▶ EXERCISE DESCRIPTION:
Count how many lines in the data hold "enum". Only the number.

▶ DATASET ENTRIES:

════════

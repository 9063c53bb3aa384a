use crate::card::CardKind;
use crate::snapshot::StateSnapshot;
use crate::state::PlayerId;
use serde::{Deserialize, Serialize};

// --- 客户端 -> 服务器 的消息 ---
// 这是一个封闭的标签联合：未知或格式错误的载荷在反序列化时
// 就会被拒绝，根本不会到达游戏状态机。

#[derive(Serialize, Deserialize, Debug, Clone)]
pub enum ClientMessage {
    // --- 房间管理消息 ---
    /// 客户端请求创建一个新房间（创建后需要再发 JoinRoom 入座）
    CreateRoom,
    /// 客户端请求加入一个已存在的房间
    JoinRoom {
        room_code: String,
        player_name: String,
    },
    /// 离开当前房间
    LeaveRoom,

    // --- 游戏内消息 ---
    /// 在自己的牌堆上放置一张牌
    PlaceCard { kind: CardKind },
    /// 叫牌
    MakeBid { amount: u32 },
    /// 放弃叫牌
    Pass,
    /// 翻开目标玩家牌堆顶部仍面朝下的一张牌
    FlipCard { target_player_id: PlayerId },
    /// 结算后开启下一轮
    NextRound,
}

// --- 服务器 -> 客户端 的消息 ---
// 每个被接受的变更都会广播一条动作事件，紧跟一份完整状态快照。

#[derive(Serialize, Deserialize, Debug, Clone)]
pub enum ServerMessage {
    // --- 房间管理消息 ---
    /// 房间创建成功，私密地回给发起者
    RoomCreated { room_code: String },
    /// 成功加入房间后，私密地回给该玩家
    RoomJoined {
        room_code: String,
        your_id: PlayerId,
    },

    // --- 房间内广播的事件 ---
    /// 一个新玩家加入了房间
    PlayerJoined {
        player_id: PlayerId,
        player_name: String,
    },
    /// 一个玩家离开了房间
    PlayerLeft { player_id: PlayerId },
    /// 一个玩家掉线了（宽限期内可能回来）
    PlayerDisconnected { player_id: PlayerId },
    /// 有玩家放置了一张牌。开启脱敏后，牌的种类只回显给出牌人
    /// 自己，其他人收到的这里是 None。
    CardPlaced {
        player_id: PlayerId,
        kind: Option<CardKind>,
    },
    /// 有玩家叫牌
    BidMade { player_id: PlayerId, amount: u32 },
    /// 有玩家放弃叫牌
    PlayerPassed { player_id: PlayerId },
    /// 翻牌结果，包含被翻开的牌的种类
    CardFlipped {
        player_id: PlayerId,
        target_player_id: PlayerId,
        revealed: CardKind,
    },
    /// 新的一轮开始
    RoundStarted { round: u32 },

    /// 完整游戏状态的快照
    Snapshot(StateSnapshot),

    /// 错误通知，只发给引发错误的那个连接
    Error { code: String, message: String },
}

// --- 单元测试 ---
use std::time::Duration;

/// 服务器运行配置，全部来自环境变量
#[derive(Debug, Clone)]
pub struct Config {
    /// 监听端口 (SKULL_PORT)
    pub port: u16,
    /// 房间内所有人掉线后到回收为止的宽限期 (SKULL_GRACE_SECS)
    pub grace: Duration,
    /// 广播快照时是否隐藏他人面朝下的牌 (SKULL_REDACT_SNAPSHOTS)。
    /// 参考行为是不隐藏，默认关闭。
    pub redact_snapshots: bool,
}

impl Default for Config {
    fn default() -> Self {
        Config {
            port: 8000,
            grace: Duration::from_secs(60),
            redact_snapshots: false,
        }
    }
}

impl Config {
    pub fn from_env() -> Config {
        let default = Config::default();
        Config {
            port: env_parse("SKULL_PORT").unwrap_or(default.port),
            grace: env_parse("SKULL_GRACE_SECS")
                .map(Duration::from_secs)
                .unwrap_or(default.grace),
            redact_snapshots: std::env::var("SKULL_REDACT_SNAPSHOTS")
                .map(|v| v == "1" || v.eq_ignore_ascii_case("true"))
                .unwrap_or(default.redact_snapshots),
        }
    }
}

fn env_parse<T: std::str::FromStr>(key: &str) -> Option<T> {
    std::env::var(key).ok().and_then(|v| v.parse().ok())
}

════════

▶ YOUR RESPONSE:
2